Pro-asylum graffiti. Berlin, October 2015.

Angela Merkel was just playing catch-up. By the time she announced Germany’s new open borders policy last summer (before retreating, a week or so later,) the slogan “Refugees Welcome” was already several years old. Plastered throughout Berlin, particularly the city’s heavily Muslim  central neighborhoods, it was the anti-Swastika.

At a time of rising racism amongst the country’s middle class, the emergence of the Islamophobic PEGIDA movement, and the Alternative für Deutschland party, this was the anti-fascist left’s fightback slogan.

Little did anyone know that the message of tolerance that it communicated would be assimilated by the Chancellor. Particularly after the awful flub, with a crying Palestinian child, on TV, to whom Merkel said, “You can’t all come,” meaning to Germany.

As controversial as Merkel’s original welcoming of refugees might still be, there’s no arguing with the fact that nearly a million new Muslim immigrants will call Germany home, and that they will be a thorn in the side of the country’s extremists, pushing hard even at the doors of prejudiced Germans, who simply preferred they did not live next door.

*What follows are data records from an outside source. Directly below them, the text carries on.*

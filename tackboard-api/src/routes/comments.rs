/// Task comment endpoints
///
/// # Endpoints
///
/// - `GET /task-comments?taskId=` - List a task's comments with authors
/// - `POST /task-comments` - Post a comment
/// - `PATCH /task-comments/comment-actions` - Edit a comment
/// - `DELETE /task-comments/comment-actions?id=` - Delete a comment

use crate::{
    app::AppState,
    error::{ApiError, ApiResult},
};
use axum::{
    extract::{Query, State},
    http::StatusCode,
    Json,
};
use serde::{Deserialize, Serialize};
use tackboard_shared::{
    activity::log_activity,
    models::{
        activity_log::{ActivityAction, ActivityEntity, CreateActivityLog},
        comment::{Comment, CommentWithAuthor, CreateComment},
    },
};
use uuid::Uuid;
use validator::Validate;

/// Query parameters for listing comments
#[derive(Debug, Deserialize)]
#[serde(rename_all = "camelCase")]
pub struct ListCommentsQuery {
    /// Task whose comments to list
    pub task_id: Uuid,
}

/// Create comment request
#[derive(Debug, Deserialize, Validate)]
#[serde(rename_all = "camelCase")]
pub struct CreateCommentRequest {
    /// Comment body
    #[validate(length(min = 1, message = "Content is required"))]
    pub content: String,

    /// Task to attach the comment to
    pub task_id: Uuid,

    /// Author
    pub user_id: Uuid,
}

/// Edit comment request
#[derive(Debug, Deserialize, Validate)]
#[serde(rename_all = "camelCase")]
pub struct UpdateCommentRequest {
    /// Comment to edit
    pub comment_id: Uuid,

    /// Replacement body
    #[validate(length(min = 1, message = "Content is required"))]
    pub content: String,
}

/// Query parameters for deleting a comment
#[derive(Debug, Deserialize)]
pub struct DeleteCommentQuery {
    /// Comment to delete
    pub id: Uuid,
}

/// Delete response
#[derive(Debug, Serialize, Deserialize)]
pub struct SuccessResponse {
    /// Always true on a 200
    pub success: bool,
}

/// `GET /task-comments?taskId=`
///
/// Lists a task's comments, newest first, each with its author.
pub async fn list_comments(
    State(state): State<AppState>,
    Query(query): Query<ListCommentsQuery>,
) -> ApiResult<Json<Vec<CommentWithAuthor>>> {
    let comments = Comment::list_by_task(&state.db, query.task_id).await?;
    Ok(Json(comments))
}

/// `POST /task-comments`
///
/// Posts a comment and records a `commented` activity entry.
pub async fn create_comment(
    State(state): State<AppState>,
    Json(req): Json<CreateCommentRequest>,
) -> ApiResult<(StatusCode, Json<Comment>)> {
    req.validate().map_err(ApiError::from)?;

    let comment = Comment::create(
        &state.db,
        CreateComment {
            content: req.content,
            task_id: req.task_id,
            user_id: req.user_id,
        },
    )
    .await?;

    log_activity(
        &state.db,
        CreateActivityLog {
            action: ActivityAction::Commented,
            entity_type: ActivityEntity::Task,
            entity_id: req.task_id,
            user_id: Some(req.user_id),
            organization_id: None,
            board_id: None,
            task_id: Some(req.task_id),
            details: None,
        },
    )
    .await;

    Ok((StatusCode::CREATED, Json(comment)))
}

/// `PATCH /task-comments/comment-actions`
pub async fn update_comment(
    State(state): State<AppState>,
    Json(req): Json<UpdateCommentRequest>,
) -> ApiResult<Json<Comment>> {
    req.validate().map_err(ApiError::from)?;

    let comment = Comment::update_content(&state.db, req.comment_id, req.content)
        .await?
        .ok_or_else(|| ApiError::NotFound("Comment not found".to_string()))?;

    Ok(Json(comment))
}

/// `DELETE /task-comments/comment-actions?id=`
pub async fn delete_comment(
    State(state): State<AppState>,
    Query(query): Query<DeleteCommentQuery>,
) -> ApiResult<Json<SuccessResponse>> {
    let deleted = Comment::delete(&state.db, query.id).await?;
    if !deleted {
        return Err(ApiError::NotFound("Comment not found".to_string()));
    }

    Ok(Json(SuccessResponse { success: true }))
}
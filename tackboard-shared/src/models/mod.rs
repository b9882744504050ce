/// Database models for Tackboard
///
/// One module per table, each providing the row struct and its CRUD
/// operations.
///
/// # Models
///
/// - `organization`: Workspaces that own boards and enforce a board limit
/// - `board`: Kanban boards belonging to an organization
/// - `column`: Ordered columns within a board
/// - `task`: Ordered tasks within a column
/// - `user`: User accounts (passwordless; see spec on login)
/// - `comment`: Comments attached to tasks
/// - `activity_log`: Append-only audit trail of mutations
///
/// # Example
///
/// ```no_run
/// use tackboard_shared::models::user::{User, CreateUser, UserRole};
/// use tackboard_shared::db::pool::{create_pool, DatabaseConfig};
///
/// # async fn example() -> Result<(), Box<dyn std::error::Error>> {
/// let pool = create_pool(DatabaseConfig::default()).await?;
///
/// let user = User::create(
///     &pool,
///     CreateUser {
///         email: "user@example.com".to_string(),
///         name: Some("John Doe".to_string()),
///         role: UserRole::User,
///     },
/// )
/// .await?;
/// # Ok(())
/// # }
/// ```

pub mod activity_log;
pub mod board;
pub mod column;
pub mod comment;
pub mod organization;
pub mod task;
pub mod user;

/// Derives a URL slug from a display name.
///
/// Lowercases the input, maps every run of non-alphanumeric characters
/// to a single dash, and trims leading/trailing dashes.
pub fn slugify(name: &str) -> String {
    let mut slug = String::with_capacity(name.len());
    let mut last_dash = true; // suppress a leading dash

    for ch in name.chars() {
        if ch.is_ascii_alphanumeric() {
            slug.push(ch.to_ascii_lowercase());
            last_dash = false;
        } else if !last_dash {
            slug.push('-');
            last_dash = true;
        }
    }

    while slug.ends_with('-') {
        slug.pop();
    }

    slug
}

#[cfg(test)]
mod tests {
    use super::*;

    #[test]
    fn test_slugify_basic() {
        assert_eq!(slugify("Default Workspace"), "default-workspace");
        assert_eq!(slugify("Main Board"), "main-board");
    }

    #[test]
    fn test_slugify_collapses_separators() {
        assert_eq!(slugify("Q3 -- Launch  Plan!"), "q3-launch-plan");
    }

    #[test]
    fn test_slugify_trims_edges() {
        assert_eq!(slugify("  padded  "), "padded");
        assert_eq!(slugify("---"), "");
    }
}
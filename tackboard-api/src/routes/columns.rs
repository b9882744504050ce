/// Column endpoints
///
/// # Endpoints
///
/// - `GET /columns?boardId=` - List columns in position order
/// - `POST /columns` - Create a column (appended at the end by default)
/// - `PATCH /columns/:id` - Rename
/// - `DELETE /columns/:id` - Delete the column and its tasks
/// - `POST /columns/reorder` - Move a column next to another one

use crate::{
    app::AppState,
    error::{ApiError, ApiResult},
};
use axum::{
    extract::{Path, Query, State},
    http::StatusCode,
    Json,
};
use serde::{Deserialize, Serialize};
use tackboard_shared::{
    models::column::{Column, CreateColumn},
    ordering,
};
use uuid::Uuid;
use validator::Validate;

/// Query parameters for listing columns
#[derive(Debug, Deserialize)]
#[serde(rename_all = "camelCase")]
pub struct ListColumnsQuery {
    /// Restrict to one board's columns
    pub board_id: Option<Uuid>,
}

/// Create column request
#[derive(Debug, Deserialize, Validate)]
#[serde(rename_all = "camelCase")]
pub struct CreateColumnRequest {
    /// Column title
    #[validate(length(min = 1, max = 100, message = "Title must be 1-100 characters"))]
    pub title: String,

    /// Owning board
    pub board_id: Uuid,

    /// Initial position; defaults to the end of the board
    pub position: Option<i32>,
}

/// Rename column request
#[derive(Debug, Deserialize, Validate)]
pub struct UpdateColumnRequest {
    /// New title
    #[validate(length(min = 1, max = 100, message = "Title must be 1-100 characters"))]
    pub title: String,
}

/// Reorder request: move `columnId` next to `overColumnId`
#[derive(Debug, Deserialize)]
#[serde(rename_all = "camelCase")]
pub struct ReorderColumnsRequest {
    /// Column being moved
    pub column_id: Uuid,

    /// Column it is dropped onto
    pub over_column_id: Uuid,
}

/// Reorder/delete response
#[derive(Debug, Serialize, Deserialize)]
pub struct SuccessResponse {
    /// Always true on a 200
    pub success: bool,
}

/// `GET /columns?boardId=`
pub async fn list_columns(
    State(state): State<AppState>,
    Query(query): Query<ListColumnsQuery>,
) -> ApiResult<Json<Vec<Column>>> {
    let columns = match query.board_id {
        Some(board_id) => Column::list_by_board(&state.db, board_id).await?,
        None => Column::list(&state.db).await?,
    };

    Ok(Json(columns))
}

/// `POST /columns`
///
/// Creates a column. Without an explicit position the column is
/// appended after the board's existing columns.
pub async fn create_column(
    State(state): State<AppState>,
    Json(req): Json<CreateColumnRequest>,
) -> ApiResult<(StatusCode, Json<Column>)> {
    req.validate().map_err(ApiError::from)?;

    let position = match req.position {
        Some(position) => position,
        None => Column::count_by_board(&state.db, req.board_id).await? as i32,
    };

    let column = Column::create(
        &state.db,
        CreateColumn {
            title: req.title,
            position,
            board_id: req.board_id,
        },
    )
    .await?;

    Ok((StatusCode::CREATED, Json(column)))
}

/// `PATCH /columns/:id`
pub async fn update_column(
    State(state): State<AppState>,
    Path(id): Path<Uuid>,
    Json(req): Json<UpdateColumnRequest>,
) -> ApiResult<Json<Column>> {
    req.validate().map_err(ApiError::from)?;

    let column = Column::rename(&state.db, id, req.title)
        .await?
        .ok_or_else(|| ApiError::NotFound("Column not found".to_string()))?;

    Ok(Json(column))
}

/// `DELETE /columns/:id`
///
/// Deletes the column and all of its tasks, explicitly and in one
/// transaction.
pub async fn delete_column(
    State(state): State<AppState>,
    Path(id): Path<Uuid>,
) -> ApiResult<Json<SuccessResponse>> {
    let deleted = Column::delete_cascade(&state.db, id).await?;
    if !deleted {
        return Err(ApiError::NotFound("Column not found".to_string()));
    }

    Ok(Json(SuccessResponse { success: true }))
}

/// `POST /columns/reorder`
///
/// Moves `columnId` next to `overColumnId` within the reference
/// column's board and renumbers the board's columns to `{0..n-1}`.
/// Degenerate requests (same id, or either column absent from the
/// container) are defined no-ops and still report success.
pub async fn reorder_columns(
    State(state): State<AppState>,
    Json(req): Json<ReorderColumnsRequest>,
) -> ApiResult<Json<SuccessResponse>> {
    let Some(over_column) = Column::find_by_id(&state.db, req.over_column_id).await? else {
        return Ok(Json(SuccessResponse { success: true }));
    };

    let siblings = Column::list_by_board(&state.db, over_column.board_id).await?;
    let ids: Vec<Uuid> = siblings.iter().map(|c| c.id).collect();

    if let Some(order) = ordering::reorder(&ids, req.column_id, req.over_column_id) {
        Column::apply_order(&state.db, &order).await?;
    }

    Ok(Json(SuccessResponse { success: true }))
}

Imagine a genocide against 6 million of them, including the Turks, Balkan immigrants, and Moroccans who already call the country home. It would be a lot harder, and much more difficult, than taking on Germany’s far smaller Jewish minority, in the early 1930s.

Today’s Europe may rightly be called hard-hearted. But nothing will change the fact that Germany is growing more diverse, and that the numbers, by themselves, do the talking. Hence these photographs of flyers and graffiti, from ground zero, in Berlin. The urgency that the language communicates says it all.

The mid-article flyer photograph is translated in full.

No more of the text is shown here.